Os desafios da mobilidade urbana no Brasil

Enviada em 08/06/2018

No Brasil, um dos maiores desafios atuais é a qualidade nos transportes públicos, sustentabilidade e preços acessíveis para os usuários. Porém, esta meta está longe de ser alcançada. Isto porque a inflação urbana e a falta de infraestrutura impedem o fortalecimento de um plano viário qualitativo para veículos e pessoas. Desse modo, faz-se de extrema importância, portanto, que medidas sejam tomadas através de investimento e qualificação de vias, as quais podem ser efetivadas com o auxílio do Ministério Publico.

Em meados dos anos 50 foi criado o Modelo Rodoviarista, implantado por Juscelino Kubistchek com o intuito de progresso de 50 anos em 5, tendo como um de seus focos de atuação priorizar a estruturação do sistema rodoviário. No entanto, atualmente, o sistema de transporte no Brasil é bastante limitada à rede de rodovias, privando e dificultando o acesso de outras vias. Assim, as razões para a imobilidade urbana no Brasil, além da limitação das vias, é a falta de investimento, resultando a baixa qualidade do transporte público, ocasionando o aumento do uso de veículos individuais em detrimento de viaturas coletivas. Também pode-se destacar o baixo investimento no transporte ferroviário, pois são poucas as capitais urbanas que possuem linhas de metrô.

Por conseguinte, o uso demasiado dos automóveis pode torna-se prejudicial à sociedade com a emissão de poluição nas metrópoles, devido aos gases poluentes emitidos pelos veículos. Isto tem criado uma grande demanda por alternativas de transporte sustentáveis. Ademais, a má qualidade dos meios de locomoção públicos faz com que o cidadão almeje adquirir um veículo particular, o que nessas condições dá ao automóvel a facilidade e liberdade de deslocamento, pois de acordo com a Constituição Federal do Brasil de 1988, todo indivíduo, sem restrição, tem o direito da liberdade de ir e vir. A crise da mobilidade urbana no Brasil atinge principalmente as capitais, pois são nelas que se encontram os maiores índices de engarrafamento e acidentes no trânsito.
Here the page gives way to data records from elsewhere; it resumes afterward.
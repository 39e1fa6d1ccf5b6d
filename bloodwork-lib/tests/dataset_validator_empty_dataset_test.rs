//! Tests for the empty-dataset short-circuit

use bloodwork_lib::{Column, Dataset, DatasetValidator, ValidationError};

#[test]
fn test_empty_dataset_fails_with_the_single_emptiness_error() {
    let report = DatasetValidator::new().validate(&Dataset::new());

    assert!(!report.is_valid);
    assert_eq!(report.errors, vec![ValidationError::EmptyDataset]);
    assert_eq!(report.errors[0].to_string(), "Dataset is empty.");
    assert_eq!(report.validation_summary, None);
}

#[test]
fn test_empty_dataset_ignores_requested_checks() {
    // Required/numeric lists must not change the outcome for empty input.
    let report = DatasetValidator::new()
        .require_columns(["id", "value"])
        .require_numeric(["value"])
        .validate(&Dataset::new());

    assert!(!report.is_valid);
    assert_eq!(report.errors, vec![ValidationError::EmptyDataset]);
    assert_eq!(report.validation_summary, None);
}

#[test]
fn test_zero_row_dataset_with_columns_is_still_empty() {
    let dataset = Dataset::builder()
        .column(Column::ints("id", vec![]))
        .column(Column::floats("value", vec![]))
        .build()
        .unwrap();

    let report = DatasetValidator::new()
        .require_columns(["id"])
        .validate(&dataset);

    assert!(!report.is_valid);
    assert_eq!(report.errors, vec![ValidationError::EmptyDataset]);
    assert_eq!(report.validation_summary, None);
}

#[test]
fn test_single_row_dataset_is_not_empty() {
    let dataset = Dataset::builder()
        .column(Column::ints("id", vec![Some(1)]))
        .build()
        .unwrap();

    let report = DatasetValidator::new().validate(&dataset);

    assert!(report.is_valid);
    assert!(report.errors.is_empty());
    assert!(report.validation_summary.is_some());
}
Portanto, com a expectativa de minimizar tais impasses, é vital que o Ministério Publico invista em setores ferroviários e metroviário, com objetivo de possuir mais de uma maneira de locomoção, pois como dizia o politico Juscelino Kubistchek, governar é abrir estradas, assim como é crucial as melhorias no transporte de massa, criando mais frotas de ônibus, garantindo conforto e acessibilidade aos usuários, concedendo a redução da superlotação nos transportes, com a finalidade de incentivo ao uso do transporte coletivo, evitando congestionamentos e diminuindo a poluição nas cidades. A mídia e

Ministério da Educação também devem incentivar a sociedade a utilizar o transporte público com campanhas que indiquem os benefícios tanto sociais, quanto ecológicos dessa ação.